The neoepitope of the complement C5b-9 Membrane Attack Complex is formed by proximity of adjacent ancillary regions of C9

Abstract

The terminal C5b-9 complement complex (TCC) exists in two forms; the soluble sC5b-9 and the solid-phase inserted Membrane Attack Complex (MAC). The MAC is responsible for forming large β-barrel channels in the membranes of pathogens and can target cells such as gram-negative bacteria. In addition, off-target MAC assembly on endogenous tissue is associated with inflammatory diseases and cancer.
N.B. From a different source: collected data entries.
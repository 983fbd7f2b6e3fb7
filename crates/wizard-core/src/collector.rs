//! Response collection for export and for in-progress snapshots.

use chrono::{DateTime, SecondsFormat, Utc};
use uuid::Uuid;
use wizard_domain::{
    other_snapshot_key, AnswerValue, AnswerWidget, ResponseMap, SubmissionDocument, WidgetKind,
    OTHER_EXPORT_SUFFIX, OTHER_VALUE,
};

use crate::TitleIndex;

const SESSION_SUFFIX_LEN: usize = 9;

/// Gathers every answer widget on every page, keyed by `"<key>_<label>"`.
pub fn collect_responses(widgets: &[AnswerWidget], titles: &TitleIndex) -> ResponseMap {
    let mut responses = ResponseMap::new();

    for widget in widgets {
        match widget.kind {
            WidgetKind::Text if widget.id_is_question_key() => {
                if let Some(id) = widget.id.as_deref() {
                    responses.insert(titles.export_key(id), AnswerValue::text(&widget.value));
                }
            }
            WidgetKind::Checkbox if widget.id_is_question_key() => {
                if let Some(id) = widget.id.as_deref() {
                    responses.insert(titles.export_key(id), AnswerValue::Flag(widget.checked));
                }
            }
            WidgetKind::Radio if widget.checked && widget.name_is_question_key() => {
                let Some(name) = widget.name.as_deref() else {
                    continue;
                };
                let key = titles.export_key(name);
                if widget.value == OTHER_VALUE {
                    let free_text = widget.other_text.clone().unwrap_or_default();
                    let base = if free_text.is_empty() {
                        OTHER_VALUE.to_string()
                    } else {
                        free_text.clone()
                    };
                    responses.insert(format!("{key}{OTHER_EXPORT_SUFFIX}"), AnswerValue::Text(free_text));
                    responses.insert(key, AnswerValue::Text(base));
                } else {
                    responses.insert(key, AnswerValue::text(&widget.value));
                }
            }
            _ => {}
        }
    }

    responses
}

/// Current widget values keyed by element key, as written to the progress
/// snapshot. Empty text fields are omitted.
pub fn snapshot_responses(widgets: &[AnswerWidget]) -> ResponseMap {
    let mut responses = ResponseMap::new();

    for widget in widgets {
        match widget.kind {
            WidgetKind::Text if widget.id_is_question_key() && !widget.value.is_empty() => {
                if let Some(id) = widget.id.clone() {
                    responses.insert(id, AnswerValue::text(&widget.value));
                }
            }
            WidgetKind::Checkbox if widget.id_is_question_key() => {
                if let Some(id) = widget.id.clone() {
                    responses.insert(id, AnswerValue::Flag(widget.checked));
                }
            }
            WidgetKind::Radio if widget.checked && widget.name_is_question_key() => {
                let Some(name) = widget.name.as_deref() else {
                    continue;
                };
                responses.insert(name.to_string(), AnswerValue::text(&widget.value));
                if let Some(text) = widget.other_text.as_deref().filter(|text| !text.is_empty()) {
                    responses.insert(other_snapshot_key(name), AnswerValue::text(text));
                }
            }
            _ => {}
        }
    }

    responses
}

/// Opaque per-session identifier: epoch milliseconds plus a short random
/// suffix. Collisions are unlikely but not excluded.
pub fn generate_session_id(now: DateTime<Utc>) -> String {
    let mut suffix = Uuid::new_v4().simple().to_string();
    suffix.truncate(SESSION_SUFFIX_LEN);
    format!("study_{}_{}", now.timestamp_millis(), suffix)
}

/// ISO-8601 with millisecond precision and a `Z` suffix.
pub fn format_submission_time(now: DateTime<Utc>) -> String {
    now.to_rfc3339_opts(SecondsFormat::Millis, true)
}

pub fn build_submission(
    widgets: &[AnswerWidget],
    titles: &TitleIndex,
    now: DateTime<Utc>,
) -> SubmissionDocument {
    SubmissionDocument {
        submission_time: format_submission_time(now),
        session_id: generate_session_id(now),
        responses: collect_responses(widgets, titles),
    }
}
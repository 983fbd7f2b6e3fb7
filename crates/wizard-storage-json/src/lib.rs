use std::{
    fs::{self, File},
    io::{self, Write},
    path::{Path, PathBuf},
};

use chrono::{DateTime, Utc};
use wizard_core::{CoreError, ProgressStore};
use wizard_domain::SubmissionDocument;

const RECORD_EXTENSION: &str = "json";
const TMP_SUFFIX: &str = "tmp";

/// Filesystem-backed key-value store: one `<key>.json` file per record.
#[derive(Debug, Clone)]
pub struct JsonFileStore {
    root: PathBuf,
}

impl JsonFileStore {
    pub fn new(root: PathBuf) -> Result<Self, CoreError> {
        fs::create_dir_all(&root)?;
        Ok(Self { root })
    }

    pub fn root(&self) -> &Path {
        &self.root
    }

    pub fn record_path(&self, key: &str) -> PathBuf {
        self.root
            .join(format!("{}.{}", canonical_key(key), RECORD_EXTENSION))
    }

    /// Keys of every record currently on disk, sorted.
    pub fn keys(&self) -> Result<Vec<String>, CoreError> {
        if !self.root.exists() {
            return Ok(Vec::new());
        }
        let mut keys = Vec::new();
        for entry in fs::read_dir(&self.root)? {
            let path = entry?.path();
            if !path.is_file() {
                continue;
            }
            if path.extension().and_then(|ext| ext.to_str()) != Some(RECORD_EXTENSION) {
                continue;
            }
            if let Some(stem) = path.file_stem().and_then(|stem| stem.to_str()) {
                keys.push(stem.to_string());
            }
        }
        keys.sort();
        Ok(keys)
    }

    /// Last write time of a record, when the filesystem reports one.
    pub fn modified_at(&self, key: &str) -> Option<DateTime<Utc>> {
        fs::metadata(self.record_path(key))
            .and_then(|meta| meta.modified())
            .ok()
            .map(DateTime::<Utc>::from)
    }
}

impl ProgressStore for JsonFileStore {
    fn read(&self, key: &str) -> Result<Option<String>, CoreError> {
        match fs::read_to_string(self.record_path(key)) {
            Ok(raw) => Ok(Some(raw)),
            Err(err) if err.kind() == io::ErrorKind::NotFound => Ok(None),
            Err(err) => Err(err.into()),
        }
    }

    fn write(&self, key: &str, value: &str) -> Result<(), CoreError> {
        let path = self.record_path(key);
        let tmp = tmp_path(&path);
        write_atomic(&tmp, value)?;
        fs::rename(&tmp, &path)?;
        Ok(())
    }

    fn remove(&self, key: &str) -> Result<(), CoreError> {
        let path = self.record_path(key);
        if path.exists() {
            fs::remove_file(path)?;
        }
        Ok(())
    }
}

/// Writes an exported document into `dir` and returns its final path.
pub fn write_export(dir: &Path, file_name: &str, contents: &str) -> Result<PathBuf, CoreError> {
    let name = Path::new(file_name)
        .file_name()
        .ok_or_else(|| CoreError::InvalidOperation(format!("invalid export name `{file_name}`")))?;
    let path = dir.join(name);
    let tmp = tmp_path(&path);
    write_atomic(&tmp, contents)?;
    fs::rename(&tmp, &path)?;
    Ok(path)
}

pub fn load_submission(path: &Path) -> Result<SubmissionDocument, CoreError> {
    let raw = fs::read_to_string(path)?;
    Ok(serde_json::from_str(&raw)?)
}

fn canonical_key(key: &str) -> String {
    let sanitized: String = key
        .trim()
        .chars()
        .map(|c| match c {
            'a'..='z' | 'A'..='Z' | '0'..='9' | '_' | '-' => c,
            _ => '_',
        })
        .collect();
    if sanitized.trim_matches('_').is_empty() {
        "record".into()
    } else {
        sanitized
    }
}

fn tmp_path(path: &Path) -> PathBuf {
    let mut tmp = path.to_path_buf();
    let ext = match path.extension().and_then(|ext| ext.to_str()) {
        Some(existing) => format!("{}.{}", existing, TMP_SUFFIX),
        None => TMP_SUFFIX.to_string(),
    };
    tmp.set_extension(ext);
    tmp
}

fn write_atomic(path: &Path, data: &str) -> Result<(), CoreError> {
    if let Some(parent) = path.parent() {
        fs::create_dir_all(parent)?;
    }
    let mut file = File::create(path)?;
    file.write_all(data.as_bytes())?;
    file.flush()?;
    Ok(())
}
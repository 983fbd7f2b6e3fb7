use std::{env, path::PathBuf, process};

use study_wizard::{
    cli::{self, context::policy_from},
    generator::{self, render_document, write_markup},
    init, utils, WizardError,
};
use wizard_config::ConfigManager;

const USAGE: &str = "\
Usage:
  study_wizard generate <form.json> [output.html]
  study_wizard check <form.json>
  study_wizard run <form.json>";

fn main() {
    init();
    if let Err(err) = run() {
        eprintln!("Error: {err}");
        process::exit(1);
    }
}

fn run() -> Result<(), Box<dyn std::error::Error>> {
    let args: Vec<String> = env::args().skip(1).collect();
    match args.as_slice() {
        [command, form] if command == "generate" => generate(form, None)?,
        [command, form, output] if command == "generate" => generate(form, Some(output))?,
        [command, form] if command == "check" => check(form)?,
        [command, form] if command == "run" => cli::run_shell(&PathBuf::from(form))?,
        _ => {
            println!("{USAGE}");
        }
    }
    Ok(())
}

fn generate(form: &str, output: Option<&String>) -> Result<(), WizardError> {
    let config = ConfigManager::with_base_dir(utils::resolve_home())?.load()?;
    let document = generator::load_form(&PathBuf::from(form))?;
    if document.pages.is_empty() {
        return Err(WizardError::EmptyForm);
    }

    let output = output
        .map(PathBuf::from)
        .unwrap_or_else(|| PathBuf::from(&config.default_output_file));
    let markup = render_document(&document, &policy_from(&config));
    write_markup(&markup, &output)?;

    println!(
        "Generated {} pages with {} total questions.",
        markup.pages, markup.questions
    );
    if !markup.skipped.is_empty() {
        println!("Skipped unsupported questions: {}", markup.skipped.join(", "));
    }
    println!("Markup written to {}", output.display());
    Ok(())
}

fn check(form: &str) -> Result<(), WizardError> {
    let document = generator::load_form(&PathBuf::from(form))?;
    let warnings = document.warnings();
    if warnings.is_empty() {
        println!("No issues found.");
    } else {
        for warning in warnings {
            println!("warning: {warning}");
        }
    }
    Ok(())
}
Accordingly, a human C5b-9 specific antibody, aE11, has been developed that detects a neoepitope exposed in C9 when it is incorporated into the C5b-9 complex and in polyC9, but not present in the plasma native C9. For nearly four decades aE11 has been routinely used to study complement, MACrelated inflammation, and pathophysiology. However, the identity of this C9 neoepitope remains unknown. Herein, we determined the cryo-EM structure of aE11 in complex with polyC9 at 3.2 Åresolution. The aE11 binding site revealed that the neoepitope was formed by two separate surfaces on the pore periphery, rather than a conformational change in the protein structure, and is therefore a discontinuous quaternary epitope. These surfaces are contributed by portions of the adjacent TSP1, LDLRA and MACPF domains of two neighbouring C9 protomers. By substituting key antibody interacting residues to the murine orthologue, we validated the unusual binding modality of aE11. Furthermore, our observations indicated that aE11 can recognise a partial epitope in purified monomeric C9, albeit binding was two orders of magnitude weaker. Taken together, our results reveal the basis for MAC recognition by aE11 and that the C9 neoepitope can be formed without substantial conformational rearrangements adding insight into how aE11 is used to quantify MAC formation in disease.